Type out the data again, word for word and in full.
Top of Records for the exercise
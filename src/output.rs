use std::io::{self, Write};

use rest_client::{Response, RestError};
use serde_json::Value;

/// Write a successful response: the status code line, then the JSON payload.
pub fn write_response<W: Write>(resp: &Response<Value>, raw: bool, writer: &mut W) -> io::Result<()> {
    writeln!(writer, "{}", resp.status_code)?;
    write_json(&resp.data, raw, writer)?;
    writer.flush()
}

/// Write a failed request. Rejections print their status and JSON body so the
/// server's error payload reaches stdout like a normal response would.
pub fn write_error<W: Write>(err: &RestError, raw: bool, writer: &mut W) -> io::Result<()> {
    match err {
        RestError::Rejected { status, body } => {
            writeln!(writer, "{status}")?;
            write_json(body, raw, writer)?;
        }
        other => {
            if let Some(status) = other.status() {
                writeln!(writer, "{status}")?;
            }
            writeln!(writer, "error: {other}")?;
        }
    }
    writer.flush()
}

fn write_json<W: Write>(value: &Value, raw: bool, writer: &mut W) -> io::Result<()> {
    let text = if raw {
        serde_json::to_string(value)?
    } else {
        serde_json::to_string_pretty(value)?
    };
    writeln!(writer, "{text}")
}
use reqwest::StatusCode;
use serde::de::DeserializeOwned;
use serde::{Deserialize, Serialize};

use crate::error::{RestError, Result};

/// Status codes treated as a successful exchange.
pub const SUCCESS_STATUSES: [StatusCode; 8] = [
    StatusCode::OK,
    StatusCode::CREATED,
    StatusCode::ACCEPTED,
    StatusCode::NON_AUTHORITATIVE_INFORMATION,
    StatusCode::NO_CONTENT,
    StatusCode::RESET_CONTENT,
    StatusCode::PARTIAL_CONTENT,
    StatusCode::MULTI_STATUS,
];

/// Result of a successful exchange.
#[derive(Debug, Clone, PartialEq, Eq, Serialize, Deserialize)]
#[serde(rename_all = "camelCase")]
pub struct Response<T> {
    pub status_code: u16,
    pub data: T,
}

pub fn is_success_status(status: StatusCode) -> bool {
    SUCCESS_STATUSES.contains(&status)
}

/// Classify a completed exchange and decode its body.
///
/// An empty body decodes as JSON `null`. Success statuses yield
/// [`Response`]; any other status yields [`RestError::Rejected`] carrying the
/// parsed error body. A body that is not valid JSON yields
/// [`RestError::Decode`] in both cases.
pub fn resolve<T: DeserializeOwned>(status: StatusCode, body: &str) -> Result<Response<T>> {
    let status_code = status.as_u16();
    let text = if body.is_empty() { "null" } else { body };

    if is_success_status(status) {
        let data = serde_json::from_str::<T>(text).map_err(|source| RestError::Decode {
            status: status_code,
            source,
        })?;
        Ok(Response { status_code, data })
    } else {
        let body =
            serde_json::from_str::<serde_json::Value>(text).map_err(|source| RestError::Decode {
                status: status_code,
                source,
            })?;
        Err(RestError::Rejected {
            status: status_code,
            body,
        })
    }
}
Bottom of Records for the exercise
Solution to this problem:
filename src/output.rs
use std::io::{self, Write};

use rest_client::{Response, RestError};
use serde_json::Value;

/// Write a successful response: the status code line, then the JSON payload.
pub fn write_response<W: Write>(resp: &Response<Value>, raw: bool, writer: &mut W) -> io::Result<()> {
    writeln!(writer, "{}", resp.status_code)?;
    write_json(&resp.data, raw, writer)?;
    writer.flush()
}

/// Write a failed request. Rejections print their status and JSON body so the
/// server's error payload reaches stdout like a normal response would.
pub fn write_error<W: Write>(err: &RestError, raw: bool, writer: &mut W) -> io::Result<()> {
    match err {
        RestError::Rejected { status, body } => {
            writeln!(writer, "{status}")?;
            write_json(body, raw, writer)?;
        }
        other => {
            if let Some(status) = other.status() {
                writeln!(writer, "{status}")?;
            }
            writeln!(writer, "error: {other}")?;
        }
    }
    writer.flush()
}

fn write_json<W: Write>(value: &Value, raw: bool, writer: &mut W) -> io::Result<()> {
    let text = if raw {
        serde_json::to_string(value)?
    } else {
        serde_json::to_string_pretty(value)?
    };
    writeln!(writer, "{text}")
}
use reqwest::StatusCode;
use serde::de::DeserializeOwned;
use serde::{Deserialize, Serialize};

use crate::error::{RestError, Result};

/// Status codes treated as a successful exchange.
pub const SUCCESS_STATUSES: [StatusCode; 8] = [
    StatusCode::OK,
    StatusCode::CREATED,
    StatusCode::ACCEPTED,
    StatusCode::NON_AUTHORITATIVE_INFORMATION,
    StatusCode::NO_CONTENT,
    StatusCode::RESET_CONTENT,
    StatusCode::PARTIAL_CONTENT,
    StatusCode::MULTI_STATUS,
];

/// Result of a successful exchange.
#[derive(Debug, Clone, PartialEq, Eq, Serialize, Deserialize)]
#[serde(rename_all = "camelCase")]
pub struct Response<T> {
    pub status_code: u16,
    pub data: T,
}

pub fn is_success_status(status: StatusCode) -> bool {
    SUCCESS_STATUSES.contains(&status)
}

/// Classify a completed exchange and decode its body.
///
/// An empty body decodes as JSON `null`. Success statuses yield
/// [`Response`]; any other status yields [`RestError::Rejected`] carrying the
/// parsed error body. A body that is not valid JSON yields
/// [`RestError::Decode`] in both cases.
pub fn resolve<T: DeserializeOwned>(status: StatusCode, body: &str) -> Result<Response<T>> {
    let status_code = status.as_u16();
    let text = if body.is_empty() { "null" } else { body };

    if is_success_status(status) {
        let data = serde_json::from_str::<T>(text).map_err(|source| RestError::Decode {
            status: status_code,
            source,
        })?;
        Ok(Response { status_code, data })
    } else {
        let body =
            serde_json::from_str::<serde_json::Value>(text).map_err(|source| RestError::Decode {
                status: status_code,
                source,
            })?;
        Err(RestError::Rejected {
            status: status_code,
            body,
        })
    }
}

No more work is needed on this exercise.